"Haaah.." Aku menghela nafas panjang setelah kepergian Iren.
Kududukkan diriku di kursi dapur sambil memegangi kepalaku.
Belum hilang efek pusing dari obat tadi, kini jadi tambah pusing gara-gara ucapan Iren barusan.
Padahal di dunia ini tidak kekurangan laki-laki. Tapi kenapa dia malah memilih yang sama-sama cewek?
Apa aku harus mempertemukan Iren dengan Yanto? Yang satu berubah jadi cewek, yang satu berubah jadi cowok. Kayaknya cocok.
Triririring!
Suara hp memecah malam yang semakin larut.
Aku mengeluarkan hp dari saku celana. Layarnya retak. Akibat sudah dilempar sembarang oleh Pak Burhan.
"Halo Pa?" sapaku setelah menekan tombol hijau.
[ Gimana keadaan kamu? Kamu nggak papa kan? Nggak terjadi sesuatu sama kamu kan Ndri?! Dasar Burhan tua Bang*ka! Papa sudah membuat perhitungan sama dia. Sudah lama Papa kenal sama dia, bisa-bisanya Papa nggak tau sifatnya yang menjijikan itu! Sudah dari tadi Papa telfon kamu. Kenapa baru diangkat? Ndri, kok kamu diem aja sih? Jawab dong! ]

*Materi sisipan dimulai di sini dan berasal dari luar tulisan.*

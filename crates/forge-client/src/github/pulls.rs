//! GitHub pull requests.

use std::io::Write;

use forge_http::urlencode;
use forge_json::{EventKind, JsonGen, Stream};
use forge_types::{Commit, MergeFlags, Pull, PullFilter, SubmitPullOptions};

use crate::error::Result;
use crate::parse::{self, DResult};
use crate::session::Session;

/// Parses one pull object (list item or full summary).
pub(crate) fn parse_pull(s: &mut Stream<'_>, user_key: &str) -> DResult<Pull> {
    let mut pull = Pull::default();
    s.object(|s, key| {
        match key {
            "number" => pull.number = s.uint()?,
            "id" => pull.id = s.uint()?,
            "title" => pull.title = s.string()?,
            "body" => pull.body = parse::text(s)?,
            "state" => pull.state = s.string()?,
            "created_at" => pull.created_at = s.string()?,
            "user" => pull.author = s.user(user_key)?,
            "head" => {
                let (label, sha) = parse_branch(s)?;
                pull.head_label = label;
                pull.head_sha = sha;
            }
            "base" => {
                let (label, sha) = parse_branch(s)?;
                pull.base_label = label;
                pull.base_sha = sha;
            }
            "merged" => pull.merged = s.boolean()?,
            "merged_at" => {
                // List items carry no "merged" flag; a merge timestamp
                // is just as authoritative.
                if s.nullable_string()?.is_some() {
                    pull.merged = true;
                }
            }
            "mergeable" => pull.mergeable = s.boolean()?,
            "draft" => pull.draft = s.boolean()?,
            "comments" => pull.comments_count = s.int()? as i32,
            "additions" => pull.additions = s.int()? as i32,
            "deletions" => pull.deletions = s.int()? as i32,
            "commits" => pull.commits = s.int()? as i32,
            "changed_files" => pull.changed_files = s.int()? as i32,
            "labels" => pull.labels = parse::label_objects(s)?,
            "requested_reviewers" => pull.reviewers = parse::user_array(s, user_key)?,
            "milestone" => pull.milestone = parse::milestone_title(s)?,
            "auto_merge" => {
                pull.automerge = s.peek_kind()? != EventKind::Null;
                s.skip_value()?;
            }
            _ => s.skip_value()?,
        }
        Ok(())
    })?;
    Ok(pull)
}

/// Parses a `head`/`base` ref object into `(label, sha)`.
fn parse_branch(s: &mut Stream<'_>) -> DResult<(String, String)> {
    let mut label = String::new();
    let mut sha = String::new();
    s.object(|s, key| {
        match key {
            "label" => label = parse::text(s)?,
            "sha" => sha = s.string()?,
            _ => s.skip_value()?,
        }
        Ok(())
    })?;
    Ok((label, sha))
}

pub(crate) fn search(
    session: &Session<'_>,
    owner: &str,
    repo: &str,
    filter: &PullFilter,
    max: Option<usize>,
) -> Result<Vec<Pull>> {
    let url = format!(
        "{}/repos/{}/{}/pulls?state={}",
        session.base(),
        urlencode(owner),
        urlencode(repo),
        if filter.all { "all" } else { "open" },
    );

    // The pulls endpoint has no creator/label parameters; those filters
    // are applied to the accumulated list in place.
    let author = filter.author.clone();
    let label = filter.label.clone();
    let milestone = filter.milestone.clone();
    let post_filter = move |items: &mut Vec<Pull>| {
        if let Some(author) = &author {
            items.retain(|pull| &pull.author == author);
        }
        if let Some(label) = &label {
            items.retain(|pull| pull.labels.iter().any(|l| l == label));
        }
        if let Some(milestone) = &milestone {
            items.retain(|pull| pull.milestone.as_deref() == Some(milestone.as_str()));
        }
    };

    let user_key = session.user_key();
    session.list(
        url,
        max,
        |s, items| {
            s.array(|s| {
                items.push(parse_pull(s, user_key)?);
                Ok(())
            })?;
            Ok(())
        },
        Some(&post_filter),
    )
}

pub(crate) fn get(session: &Session<'_>, owner: &str, repo: &str, pull: u64) -> Result<Pull> {
    let url = pull_url(session, owner, repo, pull);
    let user_key = session.user_key();
    session.get_parsed(&url, |s| Ok(parse_pull(s, user_key)?))
}

/// Streams the diff or patch representation, selected by `accept`.
pub(crate) fn download(
    session: &Session<'_>,
    owner: &str,
    repo: &str,
    pull: u64,
    accept: &str,
    out: &mut dyn Write,
) -> Result<()> {
    let url = pull_url(session, owner, repo, pull);
    session.download(&url, Some(accept), out)
}

pub(crate) fn patch_state(
    session: &Session<'_>,
    owner: &str,
    repo: &str,
    pull: u64,
    state: &str,
) -> Result<()> {
    let url = pull_url(session, owner, repo, pull);
    let mut r#gen = JsonGen::new();
    r#gen.begin_object()?;
    r#gen.objmember("state")?;
    r#gen.string(state)?;
    r#gen.end_object()?;

    session.send("PATCH", &url, Some(&r#gen.into_string()))?;
    Ok(())
}

pub(crate) fn merge(
    session: &Session<'_>,
    owner: &str,
    repo: &str,
    pull: u64,
    flags: MergeFlags,
) -> Result<()> {
    // The source branch name is only present on the pull summary, so it
    // has to be fetched before the merge changes the pull's state.
    let head_branch = if flags.delete_source {
        let summary = get(session, owner, repo, pull)?;
        let branch = summary
            .head_label
            .split_once(':')
            .map_or(summary.head_label.clone(), |(_, branch)| branch.to_string());
        Some(branch)
    } else {
        None
    };

    let url = format!("{}/merge", pull_url(session, owner, repo, pull));
    let mut r#gen = JsonGen::new();
    r#gen.begin_object()?;
    r#gen.objmember("merge_method")?;
    r#gen.string(if flags.squash { "squash" } else { "merge" })?;
    r#gen.end_object()?;

    session.send("PUT", &url, Some(&r#gen.into_string()))?;

    // A failed branch delete fails the whole operation even though the
    // merge itself went through.
    if let Some(branch) = head_branch {
        let url = format!(
            "{}/repos/{}/{}/git/refs/heads/{}",
            session.base(),
            urlencode(owner),
            urlencode(repo),
            urlencode(&branch),
        );
        session.send("DELETE", &url, None)?;
    }

    Ok(())
}

pub(crate) fn submit(session: &Session<'_>, opts: &SubmitPullOptions) -> Result<()> {
    let url = format!(
        "{}/repos/{}/{}/pulls",
        session.base(),
        urlencode(&opts.owner),
        urlencode(&opts.repo),
    );
    let mut r#gen = JsonGen::new();
    r#gen.begin_object()?;
    r#gen.objmember("title")?;
    r#gen.string(&opts.title)?;
    r#gen.objmember("body")?;
    r#gen.string(&opts.body)?;
    r#gen.objmember("head")?;
    r#gen.string(&opts.from)?;
    r#gen.objmember("base")?;
    r#gen.string(&opts.to)?;
    r#gen.objmember("draft")?;
    r#gen.boolean(opts.draft)?;
    r#gen.end_object()?;

    let response = session.send("POST", &url, Some(&r#gen.into_string()))?;

    if opts.reviewers.is_empty() {
        return Ok(());
    }

    let mut stream = Stream::new(&response.body);
    let created = parse_pull(&mut stream, session.user_key())?;
    for reviewer in &opts.reviewers {
        add_reviewer(session, &opts.owner, &opts.repo, created.number, reviewer)?;
    }
    Ok(())
}

pub(crate) fn commits(
    session: &Session<'_>,
    owner: &str,
    repo: &str,
    pull: u64,
) -> Result<Vec<Commit>> {
    let url = format!("{}/commits", pull_url(session, owner, repo, pull));
    session.list(
        url,
        None,
        |s, items| {
            s.array(|s| {
                items.push(parse_commit(s)?);
                Ok(())
            })?;
            Ok(())
        },
        None,
    )
}

fn parse_commit(s: &mut Stream<'_>) -> DResult<Commit> {
    let mut commit = Commit::default();
    s.object(|s, key| {
        match key {
            "sha" => {
                commit.long_sha = s.string()?;
                commit.sha = commit.long_sha.chars().take(8).collect();
            }
            "commit" => {
                s.object(|s, key| {
                    match key {
                        "message" => commit.message = s.string()?,
                        "author" => {
                            s.object(|s, key| {
                                match key {
                                    "name" => commit.author = s.string()?,
                                    "email" => commit.email = s.string()?,
                                    "date" => commit.date = s.string()?,
                                    _ => s.skip_value()?,
                                }
                                Ok(())
                            })?;
                        }
                        _ => s.skip_value()?,
                    }
                    Ok(())
                })?;
            }
            _ => s.skip_value()?,
        }
        Ok(())
    })?;
    Ok(commit)
}

pub(crate) fn add_reviewer(
    session: &Session<'_>,
    owner: &str,
    repo: &str,
    pull: u64,
    username: &str,
) -> Result<()> {
    let url = format!(
        "{}/requested_reviewers",
        pull_url(session, owner, repo, pull),
    );
    let mut r#gen = JsonGen::new();
    r#gen.begin_object()?;
    r#gen.objmember("reviewers")?;
    r#gen.begin_array()?;
    r#gen.string(username)?;
    r#gen.end_array()?;
    r#gen.end_object()?;

    session.send("POST", &url, Some(&r#gen.into_string()))?;
    Ok(())
}

pub(crate) fn set_title(
    session: &Session<'_>,
    owner: &str,
    repo: &str,
    pull: u64,
    title: &str,
) -> Result<()> {
    let url = pull_url(session, owner, repo, pull);
    let mut r#gen = JsonGen::new();
    r#gen.begin_object()?;
    r#gen.objmember("title")?;
    r#gen.string(title)?;
    r#gen.end_object()?;

    session.send("PATCH", &url, Some(&r#gen.into_string()))?;
    Ok(())
}

fn pull_url(session: &Session<'_>, owner: &str, repo: &str, pull: u64) -> String {
    format!(
        "{}/repos/{}/{}/pulls/{}",
        session.base(),
        urlencode(owner),
        urlencode(repo),
        pull,
    )
}

// ---------------------------------------------------------------------------
// Tests
// ---------------------------------------------------------------------------

#[cfg(test)]
mod tests {
    use super::*;
    use pretty_assertions::assert_eq;

    const SIMPLE_PULL: &str = r#"
    {
      "id": 886044243,
      "number": 99,
      "title": "mark notifications as read/done",
      "state": "closed",
      "created_at": "2022-03-15T18:42:03Z",
      "user": { "login": "herrhotzenplotz" },
      "body": "This adds support for notifications",
      "head": {
        "label": "herrhotzenplotz:99",
        "sha": "a00f475af1e31d56c7a5839508a21e2b76a31e49"
      },
      "base": {
        "label": "herrhotzenplotz:trunk",
        "sha": "f9c7e7d9a4bbbabd3e50cb90c08a0a8e59c2135d"
      },
      "merged": true,
      "mergeable": false,
      "draft": false,
      "comments": 0,
      "additions": 177,
      "deletions": 82,
      "commits": 6,
      "changed_files": 13,
      "labels": [],
      "requested_reviewers": [],
      "milestone": null,
      "auto_merge": null
    }"#;

    #[test]
    fn parse_simple_pull() {
        let mut s = Stream::new(SIMPLE_PULL);
        let pull = parse_pull(&mut s, "login").unwrap();

        assert_eq!(pull.id, 886044243);
        assert_eq!(pull.author, "herrhotzenplotz");
        assert_eq!(pull.state, "closed");
        assert_eq!(pull.title, "mark notifications as read/done");
        assert_eq!(pull.comments_count, 0);
        assert_eq!(pull.additions, 177);
        assert_eq!(pull.deletions, 82);
        assert_eq!(pull.commits, 6);
        assert_eq!(pull.changed_files, 13);
        assert!(pull.merged);
        assert!(!pull.mergeable);
        assert!(!pull.draft);
        assert!(!pull.automerge);
        assert_eq!(pull.head_label, "herrhotzenplotz:99");
        assert_eq!(pull.base_label, "herrhotzenplotz:trunk");
        assert_eq!(pull.head_sha, "a00f475af1e31d56c7a5839508a21e2b76a31e49");
    }

    #[test]
    fn merged_at_in_list_items_marks_merged() {
        let mut s = Stream::new(r#"{"number": 4, "merged_at": "2022-01-01T00:00:00Z"}"#);
        let pull = parse_pull(&mut s, "login").unwrap();
        assert!(pull.merged);

        let mut s = Stream::new(r#"{"number": 5, "merged_at": null}"#);
        let pull = parse_pull(&mut s, "login").unwrap();
        assert!(!pull.merged);
    }

    #[test]
    fn null_mergeable_defaults_false() {
        // GitHub reports null while the merge state is being computed.
        let mut s = Stream::new(r#"{"number": 6, "mergeable": null}"#);
        let pull = parse_pull(&mut s, "login").unwrap();
        assert!(!pull.mergeable);
    }

    #[test]
    fn parse_pull_commit() {
        let json = r#"
        {
          "sha": "a00f475af1e31d56c7a5839508a21e2b76a31e49",
          "commit": {
            "message": "notifications: add mark as done",
            "author": {
              "name": "Nico",
              "email": "nico@example.org",
              "date": "2022-03-15T18:41:00Z"
            }
          }
        }"#;
        let mut s = Stream::new(json);
        let commit = parse_commit(&mut s).unwrap();
        assert_eq!(commit.sha, "a00f475a");
        assert_eq!(commit.long_sha, "a00f475af1e31d56c7a5839508a21e2b76a31e49");
        assert_eq!(commit.author, "Nico");
        assert_eq!(commit.email, "nico@example.org");
        assert_eq!(commit.message, "notifications: add mark as done");
    }
}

Aku hanya menghela nafas panjang mendengar rentetan ucapan Papa.
Memangnya gara-gara siapa aku hampir mengalami hal itu?!
"Papa tanyakan saja pada teman Papa yang katanya udah kenal lama itu!"
Setelah mengatakan itu, aku langsung mematikan sambungan telfon. Bisa tambah pusing kepalaku dengerin Papa ngomong.
Aku langsung menonaktifkan hpku supaya tak ada lagi telfon masuk dari Papa.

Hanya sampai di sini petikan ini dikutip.